→ Task directions
Below are records; output all of them exactly.

===== Source material

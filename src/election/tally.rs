use std::collections::HashMap;

use itertools::Itertools;
use serde::Serialize;
use tallystick::plurality::DefaultPluralityTally;

use crate::election::Election;

#[derive(Debug, Clone, PartialEq, Serialize)]
#[serde(rename_all = "camelCase")]
pub struct Standing {
    /// 1-based; tied candidates share a rank.
    pub rank: usize,
    pub candidate_id: String,
    pub name: String,
    pub votes: u64,
    pub percentage: f64,
}

#[derive(Debug, Clone, PartialEq, Serialize)]
#[serde(rename_all = "camelCase")]
pub struct ElectionResults {
    pub election_id: String,
    pub title: String,
    pub total_votes: u64,
    pub turnout: u32,
    pub standings: Vec<Standing>,
    /// Every candidate sharing the top count; empty until a vote is counted.
    pub winners: Vec<String>,
    /// Vote difference between the top two standings.
    pub margin: u64,
    pub duration_days: i64,
}

impl ElectionResults {
    pub fn leader(&self) -> Option<&Standing> {
        if self.winners.is_empty() {
            return None;
        }
        self.standings.first()
    }

    pub fn is_tied(&self) -> bool {
        self.winners.len() > 1
    }
}

pub fn percentage(votes: u64, total: u64) -> f64 {
    if total == 0 {
        return 0.0;
    }
    votes as f64 / total as f64 * 100.0
}

pub fn tally(election: &Election) -> ElectionResults {
    let mut plurality = DefaultPluralityTally::new(1);
    for candidate in &election.candidates {
        for _ in 0..candidate.vote_count {
            plurality.add_ref(&candidate.id);
        }
    }

    let totals = plurality.totals().into_iter().collect::<HashMap<String, u64>>();
    let winners = match election.total_votes {
        0 => Vec::new(),
        _ => plurality.winners().into_unranked(),
    };

    // Ties keep the order candidates were listed in.
    let ordered = election.candidates.iter()
        .enumerate()
        .map(|(i, c)| (i, c, totals.get(&c.id).copied().unwrap_or(0)))
        .sorted_by_key(|(i, _, votes)| (std::cmp::Reverse(*votes), *i))
        .collect::<Vec<_>>();

    let mut standings = Vec::with_capacity(ordered.len());
    let mut last = u64::MAX;
    let mut curr = 0;
    for (_, candidate, votes) in ordered {
        if votes < last {
            curr += 1;
            last = votes;
        }
        standings.push(Standing {
            rank: curr,
            candidate_id: candidate.id.clone(),
            name: candidate.name.clone(),
            votes,
            percentage: percentage(votes, election.total_votes),
        });
    }

    let margin = match (standings.get(0), standings.get(1)) {
        (Some(a), Some(b)) => a.votes - b.votes,
        (Some(a), None) => a.votes,
        _ => 0,
    };

    ElectionResults {
        election_id: election.id.clone(),
        title: election.title.clone(),
        total_votes: election.total_votes,
        turnout: election.turnout,
        winners: winners.into_iter()
            .sorted_by_key(|id| election.candidates.iter().position(|c| &c.id == id))
            .collect(),
        standings,
        margin,
        duration_days: election.phases.duration_days(),
    }
}

#[derive(Debug, Clone, PartialEq, Serialize)]
#[serde(rename_all = "camelCase")]
pub struct Overview {
    pub elections: usize,
    pub active: usize,
    pub closed: usize,
    pub total_votes: u64,
    /// Mean turnout over elections with at least one vote.
    pub average_turnout: u32,
}

pub fn overview(elections: &[Election]) -> Overview {
    let with_votes = elections.iter().filter(|e| e.total_votes > 0).collect::<Vec<_>>();
    let average_turnout = match with_votes.len() {
        0 => 0,
        n => (with_votes.iter().map(|e| e.turnout as f64).sum::<f64>() / n as f64).round() as u32,
    };

    Overview {
        elections: elections.len(),
        active: elections.iter().filter(|e| e.status.is_active()).count(),
        closed: elections.iter().filter(|e| e.status == crate::election::phase::Phase::Closed).count(),
        total_votes: elections.iter().map(|e| e.total_votes).sum(),
        average_turnout,
    }
}

pub fn to_json(results: &ElectionResults) -> anyhow::Result<String> {
    Ok(serde_json::to_string_pretty(results)?)
}

fn csv_field(s: &str) -> String {
    if s.contains(|c| c == ',' || c == '"' || c == '\n') {
        format!("\"{}\"", s.replace('"', "\"\""))
    } else {
        s.to_owned()
    }
}

pub fn to_csv(results: &ElectionResults) -> String {
    let mut out = String::from("rank,candidate_id,name,votes,percentage\n");
    for s in &results.standings {
        out.push_str(&format!(
            "{},{},{},{},{:.1}\n",
            s.rank,
            csv_field(&s.candidate_id),
            csv_field(&s.name),
            s.votes,
            s.percentage,
        ));
    }
    out
}

#[cfg(test)]
mod tests {
    use chrono::Utc;

    use crate::election::phase::Phase;
    use crate::election::tests::draft;

    use super::*;

    fn election_with_votes(votes: &[u64]) -> Election {
        let now = Utc::now();
        let mut d = draft(now);
        d.candidates.push(crate::election::CandidateDraft {
            name: "Chen, Li".to_owned(),
            photo: None,
            manifesto: "Bike racks".to_owned(),
        });
        let mut e = d.into_election("election-1".to_owned(), now);
        for (c, v) in e.candidates.iter_mut().zip(votes) {
            c.vote_count = *v;
        }
        e.total_votes = votes.iter().sum();
        e
    }

    #[test]
    fn standings_are_sorted_by_votes() {
        let r = tally(&election_with_votes(&[2, 5, 3]));

        assert_eq!(r.standings.iter().map(|s| s.name.as_str()).collect::<Vec<_>>(), vec!["Bilal", "Chen, Li", "Asha"]);
        assert_eq!(r.standings.iter().map(|s| s.rank).collect::<Vec<_>>(), vec![1, 2, 3]);
        assert_eq!(r.winners, vec!["candidate-2".to_owned()]);
        assert_eq!(r.leader().unwrap().votes, 5);
        assert_eq!(r.margin, 2);
        assert!((r.standings[0].percentage - 50.0).abs() < 1e-9);
    }

    #[test]
    fn ties_share_rank() {
        let r = tally(&election_with_votes(&[4, 4, 1]));

        assert_eq!(r.standings[0].candidate_id, "candidate-1");
        assert_eq!(r.standings[1].rank, 1);
        assert_eq!(r.standings[2].rank, 2);
        assert!(r.is_tied());
        assert_eq!(r.winners, vec!["candidate-1".to_owned(), "candidate-2".to_owned()]);
        assert_eq!(r.margin, 0);
    }

    #[test]
    fn no_votes_means_no_winner() {
        let r = tally(&election_with_votes(&[0, 0, 0]));

        assert!(r.winners.is_empty());
        assert!(r.leader().is_none());
        assert!(r.standings.iter().all(|s| s.rank == 1 && s.percentage == 0.0));
    }

    #[test]
    fn overview_averages_turnout_of_voted_elections() {
        let mut a = election_with_votes(&[1, 1, 0]);
        a.turnout = 40;
        a.status = Phase::Closed;
        let mut b = election_with_votes(&[3, 0, 0]);
        b.turnout = 81;
        let c = election_with_votes(&[0, 0, 0]);

        let o = overview(&[a, b, c]);
        assert_eq!(o.elections, 3);
        assert_eq!(o.closed, 1);
        assert_eq!(o.active, 2);
        assert_eq!(o.total_votes, 5);
        assert_eq!(o.average_turnout, 61);
    }

    #[test]
    fn csv_quotes_awkward_names() {
        let csv = to_csv(&tally(&election_with_votes(&[1, 0, 3])));
        let lines = csv.lines().collect::<Vec<_>>();

        assert_eq!(lines[0], "rank,candidate_id,name,votes,percentage");
        assert_eq!(lines[1], "1,candidate-3,\"Chen, Li\",3,75.0");
        assert_eq!(lines[2], "2,candidate-1,Asha,1,25.0");
    }
}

==========

→ Answer for this exercise
filename src/election/tally.rs
use std::collections::HashMap;

use itertools::Itertools;
use serde::Serialize;
use tallystick::plurality::DefaultPluralityTally;

use crate::election::Election;

#[derive(Debug, Clone, PartialEq, Serialize)]
#[serde(rename_all = "camelCase")]
pub struct Standing {
    /// 1-based; tied candidates share a rank.
    pub rank: usize,
    pub candidate_id: String,
    pub name: String,
    pub votes: u64,
    pub percentage: f64,
}

#[derive(Debug, Clone, PartialEq, Serialize)]
#[serde(rename_all = "camelCase")]
pub struct ElectionResults {
    pub election_id: String,
    pub title: String,
    pub total_votes: u64,
    pub turnout: u32,
    pub standings: Vec<Standing>,
    /// Every candidate sharing the top count; empty until a vote is counted.
    pub winners: Vec<String>,
    /// Vote difference between the top two standings.
    pub margin: u64,
    pub duration_days: i64,
}

impl ElectionResults {
    pub fn leader(&self) -> Option<&Standing> {
        if self.winners.is_empty() {
            return None;
        }
        self.standings.first()
    }

    pub fn is_tied(&self) -> bool {
        self.winners.len() > 1
    }
}

pub fn percentage(votes: u64, total: u64) -> f64 {
    if total == 0 {
        return 0.0;
    }
    votes as f64 / total as f64 * 100.0
}

pub fn tally(election: &Election) -> ElectionResults {
    let mut plurality = DefaultPluralityTally::new(1);
    for candidate in &election.candidates {
        for _ in 0..candidate.vote_count {
            plurality.add_ref(&candidate.id);
        }
    }

    let totals = plurality.totals().into_iter().collect::<HashMap<String, u64>>();
    let winners = match election.total_votes {
        0 => Vec::new(),
        _ => plurality.winners().into_unranked(),
    };

    // Ties keep the order candidates were listed in.
    let ordered = election.candidates.iter()
        .enumerate()
        .map(|(i, c)| (i, c, totals.get(&c.id).copied().unwrap_or(0)))
        .sorted_by_key(|(i, _, votes)| (std::cmp::Reverse(*votes), *i))
        .collect::<Vec<_>>();

    let mut standings = Vec::with_capacity(ordered.len());
    let mut last = u64::MAX;
    let mut curr = 0;
    for (_, candidate, votes) in ordered {
        if votes < last {
            curr += 1;
            last = votes;
        }
        standings.push(Standing {
            rank: curr,
            candidate_id: candidate.id.clone(),
            name: candidate.name.clone(),
            votes,
            percentage: percentage(votes, election.total_votes),
        });
    }

    let margin = match (standings.get(0), standings.get(1)) {
        (Some(a), Some(b)) => a.votes - b.votes,
        (Some(a), None) => a.votes,
        _ => 0,
    };

    ElectionResults {
        election_id: election.id.clone(),
        title: election.title.clone(),
        total_votes: election.total_votes,
        turnout: election.turnout,
        winners: winners.into_iter()
            .sorted_by_key(|id| election.candidates.iter().position(|c| &c.id == id))
            .collect(),
        standings,
        margin,
        duration_days: election.phases.duration_days(),
    }
}

#[derive(Debug, Clone, PartialEq, Serialize)]
#[serde(rename_all = "camelCase")]
pub struct Overview {
    pub elections: usize,
    pub active: usize,
    pub closed: usize,
    pub total_votes: u64,
    /// Mean turnout over elections with at least one vote.
    pub average_turnout: u32,
}

pub fn overview(elections: &[Election]) -> Overview {
    let with_votes = elections.iter().filter(|e| e.total_votes > 0).collect::<Vec<_>>();
    let average_turnout = match with_votes.len() {
        0 => 0,
        n => (with_votes.iter().map(|e| e.turnout as f64).sum::<f64>() / n as f64).round() as u32,
    };

    Overview {
        elections: elections.len(),
        active: elections.iter().filter(|e| e.status.is_active()).count(),
        closed: elections.iter().filter(|e| e.status == crate::election::phase::Phase::Closed).count(),
        total_votes: elections.iter().map(|e| e.total_votes).sum(),
        average_turnout,
    }
}

pub fn to_json(results: &ElectionResults) -> anyhow::Result<String> {
    Ok(serde_json::to_string_pretty(results)?)
}

fn csv_field(s: &str) -> String {
    if s.contains(|c| c == ',' || c == '"' || c == '\n') {
        format!("\"{}\"", s.replace('"', "\"\""))
    } else {
        s.to_owned()
    }
}

pub fn to_csv(results: &ElectionResults) -> String {
    let mut out = String::from("rank,candidate_id,name,votes,percentage\n");
    for s in &results.standings {
        out.push_str(&format!(
            "{},{},{},{},{:.1}\n",
            s.rank,
            csv_field(&s.candidate_id),
            csv_field(&s.name),
            s.votes,
            s.percentage,
        ));
    }
    out
}

#[cfg(test)]
mod tests {
    use chrono::Utc;

    use crate::election::phase::Phase;
    use crate::election::tests::draft;

    use super::*;

    fn election_with_votes(votes: &[u64]) -> Election {
        let now = Utc::now();
        let mut d = draft(now);
        d.candidates.push(crate::election::CandidateDraft {
            name: "Chen, Li".to_owned(),
            photo: None,
            manifesto: "Bike racks".to_owned(),
        });
        let mut e = d.into_election("election-1".to_owned(), now);
        for (c, v) in e.candidates.iter_mut().zip(votes) {
            c.vote_count = *v;
        }
        e.total_votes = votes.iter().sum();
        e
    }

    #[test]
    fn standings_are_sorted_by_votes() {
        let r = tally(&election_with_votes(&[2, 5, 3]));

        assert_eq!(r.standings.iter().map(|s| s.name.as_str()).collect::<Vec<_>>(), vec!["Bilal", "Chen, Li", "Asha"]);
        assert_eq!(r.standings.iter().map(|s| s.rank).collect::<Vec<_>>(), vec![1, 2, 3]);
        assert_eq!(r.winners, vec!["candidate-2".to_owned()]);
        assert_eq!(r.leader().unwrap().votes, 5);
        assert_eq!(r.margin, 2);
        assert!((r.standings[0].percentage - 50.0).abs() < 1e-9);
    }

    #[test]
    fn ties_share_rank() {
        let r = tally(&election_with_votes(&[4, 4, 1]));

        assert_eq!(r.standings[0].candidate_id, "candidate-1");
        assert_eq!(r.standings[1].rank, 1);
        assert_eq!(r.standings[2].rank, 2);
        assert!(r.is_tied());
        assert_eq!(r.winners, vec!["candidate-1".to_owned(), "candidate-2".to_owned()]);
        assert_eq!(r.margin, 0);
    }

    #[test]
    fn no_votes_means_no_winner() {
        let r = tally(&election_with_votes(&[0, 0, 0]));

        assert!(r.winners.is_empty());
        assert!(r.leader().is_none());
        assert!(r.standings.iter().all(|s| s.rank == 1 && s.percentage == 0.0));
    }

    #[test]
    fn overview_averages_turnout_of_voted_elections() {
        let mut a = election_with_votes(&[1, 1, 0]);
        a.turnout = 40;
        a.status = Phase::Closed;
        let mut b = election_with_votes(&[3, 0, 0]);
        b.turnout = 81;
        let c = election_with_votes(&[0, 0, 0]);

        let o = overview(&[a, b, c]);
        assert_eq!(o.elections, 3);
        assert_eq!(o.closed, 1);
        assert_eq!(o.active, 2);
        assert_eq!(o.total_votes, 5);
        assert_eq!(o.average_turnout, 61);
    }

    #[test]
    fn csv_quotes_awkward_names() {
        let csv = to_csv(&tally(&election_with_votes(&[1, 0, 3])));
        let lines = csv.lines().collect::<Vec<_>>();

        assert_eq!(lines[0], "rank,candidate_id,name,votes,percentage");
        assert_eq!(lines[1], "1,candidate-3,\"Chen, Li\",3,75.0");
        assert_eq!(lines[2], "2,candidate-1,Asha,1,25.0");
    }
}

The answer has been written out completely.